Whenever the string "bytes" turns up in a line of the data below, copy that line.
***
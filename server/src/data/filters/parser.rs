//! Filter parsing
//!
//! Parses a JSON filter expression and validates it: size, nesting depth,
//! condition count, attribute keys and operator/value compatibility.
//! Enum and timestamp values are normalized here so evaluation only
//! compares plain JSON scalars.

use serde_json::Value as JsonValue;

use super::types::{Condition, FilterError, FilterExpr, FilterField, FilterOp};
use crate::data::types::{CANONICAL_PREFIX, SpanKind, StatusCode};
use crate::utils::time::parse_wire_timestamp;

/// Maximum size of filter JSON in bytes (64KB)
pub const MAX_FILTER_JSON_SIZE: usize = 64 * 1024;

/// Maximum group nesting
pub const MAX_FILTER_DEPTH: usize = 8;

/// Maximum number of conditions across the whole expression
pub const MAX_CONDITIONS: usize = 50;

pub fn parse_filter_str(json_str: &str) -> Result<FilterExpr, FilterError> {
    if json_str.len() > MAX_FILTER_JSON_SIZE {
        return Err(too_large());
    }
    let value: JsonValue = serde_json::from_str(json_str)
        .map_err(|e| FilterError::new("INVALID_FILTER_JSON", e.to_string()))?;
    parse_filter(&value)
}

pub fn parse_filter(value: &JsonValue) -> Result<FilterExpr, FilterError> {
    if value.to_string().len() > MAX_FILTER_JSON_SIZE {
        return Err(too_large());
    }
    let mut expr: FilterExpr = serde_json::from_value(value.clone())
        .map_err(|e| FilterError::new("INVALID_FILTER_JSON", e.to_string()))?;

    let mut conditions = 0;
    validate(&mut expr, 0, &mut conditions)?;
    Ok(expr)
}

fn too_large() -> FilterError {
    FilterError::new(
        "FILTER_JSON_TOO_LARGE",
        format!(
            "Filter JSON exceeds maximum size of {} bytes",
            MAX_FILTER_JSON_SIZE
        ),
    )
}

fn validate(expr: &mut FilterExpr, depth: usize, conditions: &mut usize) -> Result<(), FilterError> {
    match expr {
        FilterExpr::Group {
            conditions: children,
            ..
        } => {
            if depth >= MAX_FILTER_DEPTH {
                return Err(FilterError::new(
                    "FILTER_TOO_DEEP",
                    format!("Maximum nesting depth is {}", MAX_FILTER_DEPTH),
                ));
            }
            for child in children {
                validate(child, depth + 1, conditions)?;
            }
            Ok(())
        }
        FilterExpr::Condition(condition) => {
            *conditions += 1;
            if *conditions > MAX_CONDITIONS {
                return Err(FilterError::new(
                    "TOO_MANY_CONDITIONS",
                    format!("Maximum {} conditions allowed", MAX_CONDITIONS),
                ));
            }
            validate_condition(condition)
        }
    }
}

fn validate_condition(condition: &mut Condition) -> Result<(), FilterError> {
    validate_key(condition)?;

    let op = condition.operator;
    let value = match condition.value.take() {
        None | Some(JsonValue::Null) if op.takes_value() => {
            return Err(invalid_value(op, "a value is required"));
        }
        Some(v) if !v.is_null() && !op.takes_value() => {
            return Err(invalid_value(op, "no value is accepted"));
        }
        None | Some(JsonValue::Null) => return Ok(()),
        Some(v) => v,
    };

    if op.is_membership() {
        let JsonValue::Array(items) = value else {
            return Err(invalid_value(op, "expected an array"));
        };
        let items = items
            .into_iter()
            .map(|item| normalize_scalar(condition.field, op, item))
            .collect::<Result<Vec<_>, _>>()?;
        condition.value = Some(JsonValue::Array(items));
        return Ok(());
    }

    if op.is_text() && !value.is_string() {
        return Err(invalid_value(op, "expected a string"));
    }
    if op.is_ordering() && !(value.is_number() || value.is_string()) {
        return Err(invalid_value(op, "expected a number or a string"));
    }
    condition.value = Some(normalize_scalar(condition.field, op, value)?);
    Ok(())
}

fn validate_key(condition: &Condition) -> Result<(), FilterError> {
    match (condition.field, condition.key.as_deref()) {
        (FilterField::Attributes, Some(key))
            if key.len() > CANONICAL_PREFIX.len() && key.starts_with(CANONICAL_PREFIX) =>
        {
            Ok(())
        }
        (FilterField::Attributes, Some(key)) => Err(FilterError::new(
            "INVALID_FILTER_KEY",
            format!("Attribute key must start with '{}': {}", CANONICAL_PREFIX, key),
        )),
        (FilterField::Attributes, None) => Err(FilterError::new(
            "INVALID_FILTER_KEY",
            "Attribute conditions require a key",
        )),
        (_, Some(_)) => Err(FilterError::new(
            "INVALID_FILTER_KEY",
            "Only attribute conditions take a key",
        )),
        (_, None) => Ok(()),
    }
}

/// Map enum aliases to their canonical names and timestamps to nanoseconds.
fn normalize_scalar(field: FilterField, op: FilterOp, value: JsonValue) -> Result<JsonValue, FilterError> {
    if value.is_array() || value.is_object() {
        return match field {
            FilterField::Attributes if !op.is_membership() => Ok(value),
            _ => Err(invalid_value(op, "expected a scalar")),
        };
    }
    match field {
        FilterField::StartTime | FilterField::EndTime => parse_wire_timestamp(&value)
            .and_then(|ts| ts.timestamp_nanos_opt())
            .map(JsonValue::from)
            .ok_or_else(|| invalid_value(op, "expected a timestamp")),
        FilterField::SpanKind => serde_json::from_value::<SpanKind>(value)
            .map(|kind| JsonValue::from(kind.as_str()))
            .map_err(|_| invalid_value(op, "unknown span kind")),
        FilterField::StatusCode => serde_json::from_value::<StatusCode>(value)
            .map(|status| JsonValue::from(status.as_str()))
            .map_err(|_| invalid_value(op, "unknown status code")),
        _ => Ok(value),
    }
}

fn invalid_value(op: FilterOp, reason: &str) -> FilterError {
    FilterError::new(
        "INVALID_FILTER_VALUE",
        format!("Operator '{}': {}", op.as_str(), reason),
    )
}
***
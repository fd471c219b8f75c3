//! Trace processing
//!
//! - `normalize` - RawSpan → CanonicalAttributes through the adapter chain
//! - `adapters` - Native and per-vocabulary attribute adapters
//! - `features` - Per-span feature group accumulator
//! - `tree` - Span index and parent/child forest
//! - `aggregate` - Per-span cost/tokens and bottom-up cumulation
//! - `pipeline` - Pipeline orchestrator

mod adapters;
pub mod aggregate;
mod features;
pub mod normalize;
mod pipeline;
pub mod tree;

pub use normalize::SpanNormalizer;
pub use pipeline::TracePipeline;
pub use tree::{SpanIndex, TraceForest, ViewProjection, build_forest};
***
— Response below —
/// Maximum size of filter JSON in bytes (64KB)
            "Filter JSON exceeds maximum size of {} bytes",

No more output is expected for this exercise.